Dataset extract —
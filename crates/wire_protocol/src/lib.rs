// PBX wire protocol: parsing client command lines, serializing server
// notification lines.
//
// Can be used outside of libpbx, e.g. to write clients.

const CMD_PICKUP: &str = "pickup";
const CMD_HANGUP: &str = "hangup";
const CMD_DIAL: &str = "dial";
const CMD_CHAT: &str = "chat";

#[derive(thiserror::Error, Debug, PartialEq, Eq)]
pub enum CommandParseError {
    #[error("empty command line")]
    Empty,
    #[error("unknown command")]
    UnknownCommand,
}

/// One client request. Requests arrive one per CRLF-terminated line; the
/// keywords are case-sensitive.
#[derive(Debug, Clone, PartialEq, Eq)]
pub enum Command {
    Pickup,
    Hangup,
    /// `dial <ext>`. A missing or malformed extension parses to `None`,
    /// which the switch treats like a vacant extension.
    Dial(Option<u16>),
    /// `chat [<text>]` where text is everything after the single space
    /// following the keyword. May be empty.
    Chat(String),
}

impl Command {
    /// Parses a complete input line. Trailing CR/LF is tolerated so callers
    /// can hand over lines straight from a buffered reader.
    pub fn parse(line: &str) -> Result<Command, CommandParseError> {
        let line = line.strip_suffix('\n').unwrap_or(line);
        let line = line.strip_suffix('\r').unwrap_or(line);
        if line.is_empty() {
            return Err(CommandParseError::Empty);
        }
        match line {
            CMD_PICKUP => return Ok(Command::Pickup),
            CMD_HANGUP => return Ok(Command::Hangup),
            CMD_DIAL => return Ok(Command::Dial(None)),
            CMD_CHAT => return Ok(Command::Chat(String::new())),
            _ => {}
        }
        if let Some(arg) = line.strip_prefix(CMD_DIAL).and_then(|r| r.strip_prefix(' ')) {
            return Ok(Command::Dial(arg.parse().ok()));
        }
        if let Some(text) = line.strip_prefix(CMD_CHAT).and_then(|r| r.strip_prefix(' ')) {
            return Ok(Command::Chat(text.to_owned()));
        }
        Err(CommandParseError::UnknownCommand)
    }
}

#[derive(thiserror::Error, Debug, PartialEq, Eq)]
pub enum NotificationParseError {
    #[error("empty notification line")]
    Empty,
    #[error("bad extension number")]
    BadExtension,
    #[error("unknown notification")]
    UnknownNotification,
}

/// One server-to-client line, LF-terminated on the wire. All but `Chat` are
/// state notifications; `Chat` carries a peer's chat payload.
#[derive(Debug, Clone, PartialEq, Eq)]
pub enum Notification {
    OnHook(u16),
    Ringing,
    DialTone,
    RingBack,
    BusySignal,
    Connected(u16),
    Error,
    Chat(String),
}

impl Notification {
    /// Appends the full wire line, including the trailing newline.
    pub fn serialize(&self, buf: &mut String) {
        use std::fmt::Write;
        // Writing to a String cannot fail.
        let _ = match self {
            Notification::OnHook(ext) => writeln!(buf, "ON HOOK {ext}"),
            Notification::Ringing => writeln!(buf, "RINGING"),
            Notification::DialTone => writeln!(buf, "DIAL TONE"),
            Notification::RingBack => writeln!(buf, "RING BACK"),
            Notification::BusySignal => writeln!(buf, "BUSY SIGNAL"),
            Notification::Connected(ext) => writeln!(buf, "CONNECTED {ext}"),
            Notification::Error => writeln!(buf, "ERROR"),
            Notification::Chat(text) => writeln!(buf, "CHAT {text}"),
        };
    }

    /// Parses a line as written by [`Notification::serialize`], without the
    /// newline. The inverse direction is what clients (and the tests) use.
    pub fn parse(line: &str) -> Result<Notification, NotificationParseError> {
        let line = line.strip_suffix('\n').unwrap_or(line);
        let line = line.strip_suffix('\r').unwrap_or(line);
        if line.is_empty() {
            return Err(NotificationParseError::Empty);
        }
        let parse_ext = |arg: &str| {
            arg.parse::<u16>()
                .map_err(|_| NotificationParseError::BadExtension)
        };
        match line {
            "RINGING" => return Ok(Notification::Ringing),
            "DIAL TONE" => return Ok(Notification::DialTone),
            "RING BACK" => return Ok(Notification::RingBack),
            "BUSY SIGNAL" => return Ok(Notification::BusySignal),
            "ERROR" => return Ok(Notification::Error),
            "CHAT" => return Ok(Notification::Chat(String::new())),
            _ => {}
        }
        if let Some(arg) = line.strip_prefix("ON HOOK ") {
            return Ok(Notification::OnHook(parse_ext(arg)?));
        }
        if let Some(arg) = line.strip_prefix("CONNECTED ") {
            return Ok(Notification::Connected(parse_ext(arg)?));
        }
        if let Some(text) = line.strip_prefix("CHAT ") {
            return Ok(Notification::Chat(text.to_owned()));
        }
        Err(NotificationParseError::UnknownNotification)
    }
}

Task brief — Send back the complete listing, identical to the original in every line.

Result of this task —
filename crates/wire_protocol/src/lib.rs
// PBX wire protocol: parsing client command lines, serializing server
// notification lines.
//
// Can be used outside of libpbx, e.g. to write clients.

const CMD_PICKUP: &str = "pickup";
const CMD_HANGUP: &str = "hangup";
const CMD_DIAL: &str = "dial";
const CMD_CHAT: &str = "chat";

#[derive(thiserror::Error, Debug, PartialEq, Eq)]
pub enum CommandParseError {
    #[error("empty command line")]
    Empty,
    #[error("unknown command")]
    UnknownCommand,
}

/// One client request. Requests arrive one per CRLF-terminated line; the
/// keywords are case-sensitive.
#[derive(Debug, Clone, PartialEq, Eq)]
pub enum Command {
    Pickup,
    Hangup,
    /// `dial <ext>`. A missing or malformed extension parses to `None`,
    /// which the switch treats like a vacant extension.
    Dial(Option<u16>),
    /// `chat [<text>]` where text is everything after the single space
    /// following the keyword. May be empty.
    Chat(String),
}

impl Command {
    /// Parses a complete input line. Trailing CR/LF is tolerated so callers
    /// can hand over lines straight from a buffered reader.
    pub fn parse(line: &str) -> Result<Command, CommandParseError> {
        let line = line.strip_suffix('\n').unwrap_or(line);
        let line = line.strip_suffix('\r').unwrap_or(line);
        if line.is_empty() {
            return Err(CommandParseError::Empty);
        }
        match line {
            CMD_PICKUP => return Ok(Command::Pickup),
            CMD_HANGUP => return Ok(Command::Hangup),
            CMD_DIAL => return Ok(Command::Dial(None)),
            CMD_CHAT => return Ok(Command::Chat(String::new())),
            _ => {}
        }
        if let Some(arg) = line.strip_prefix(CMD_DIAL).and_then(|r| r.strip_prefix(' ')) {
            return Ok(Command::Dial(arg.parse().ok()));
        }
        if let Some(text) = line.strip_prefix(CMD_CHAT).and_then(|r| r.strip_prefix(' ')) {
            return Ok(Command::Chat(text.to_owned()));
        }
        Err(CommandParseError::UnknownCommand)
    }
}

#[derive(thiserror::Error, Debug, PartialEq, Eq)]
pub enum NotificationParseError {
    #[error("empty notification line")]
    Empty,
    #[error("bad extension number")]
    BadExtension,
    #[error("unknown notification")]
    UnknownNotification,
}

/// One server-to-client line, LF-terminated on the wire. All but `Chat` are
/// state notifications; `Chat` carries a peer's chat payload.
#[derive(Debug, Clone, PartialEq, Eq)]
pub enum Notification {
    OnHook(u16),
    Ringing,
    DialTone,
    RingBack,
    BusySignal,
    Connected(u16),
    Error,
    Chat(String),
}

impl Notification {
    /// Appends the full wire line, including the trailing newline.
    pub fn serialize(&self, buf: &mut String) {
        use std::fmt::Write;
        // Writing to a String cannot fail.
        let _ = match self {
            Notification::OnHook(ext) => writeln!(buf, "ON HOOK {ext}"),
            Notification::Ringing => writeln!(buf, "RINGING"),
            Notification::DialTone => writeln!(buf, "DIAL TONE"),
            Notification::RingBack => writeln!(buf, "RING BACK"),
            Notification::BusySignal => writeln!(buf, "BUSY SIGNAL"),
            Notification::Connected(ext) => writeln!(buf, "CONNECTED {ext}"),
            Notification::Error => writeln!(buf, "ERROR"),
            Notification::Chat(text) => writeln!(buf, "CHAT {text}"),
        };
    }

    /// Parses a line as written by [`Notification::serialize`], without the
    /// newline. The inverse direction is what clients (and the tests) use.
    pub fn parse(line: &str) -> Result<Notification, NotificationParseError> {
        let line = line.strip_suffix('\n').unwrap_or(line);
        let line = line.strip_suffix('\r').unwrap_or(line);
        if line.is_empty() {
            return Err(NotificationParseError::Empty);
        }
        let parse_ext = |arg: &str| {
            arg.parse::<u16>()
                .map_err(|_| NotificationParseError::BadExtension)
        };
        match line {
            "RINGING" => return Ok(Notification::Ringing),
            "DIAL TONE" => return Ok(Notification::DialTone),
            "RING BACK" => return Ok(Notification::RingBack),
            "BUSY SIGNAL" => return Ok(Notification::BusySignal),
            "ERROR" => return Ok(Notification::Error),
            "CHAT" => return Ok(Notification::Chat(String::new())),
            _ => {}
        }
        if let Some(arg) = line.strip_prefix("ON HOOK ") {
            return Ok(Notification::OnHook(parse_ext(arg)?));
        }
        if let Some(arg) = line.strip_prefix("CONNECTED ") {
            return Ok(Notification::Connected(parse_ext(arg)?));
        }
        if let Some(text) = line.strip_prefix("CHAT ") {
            return Ok(Notification::Chat(text.to_owned()));
        }
        Err(NotificationParseError::UnknownNotification)
    }
}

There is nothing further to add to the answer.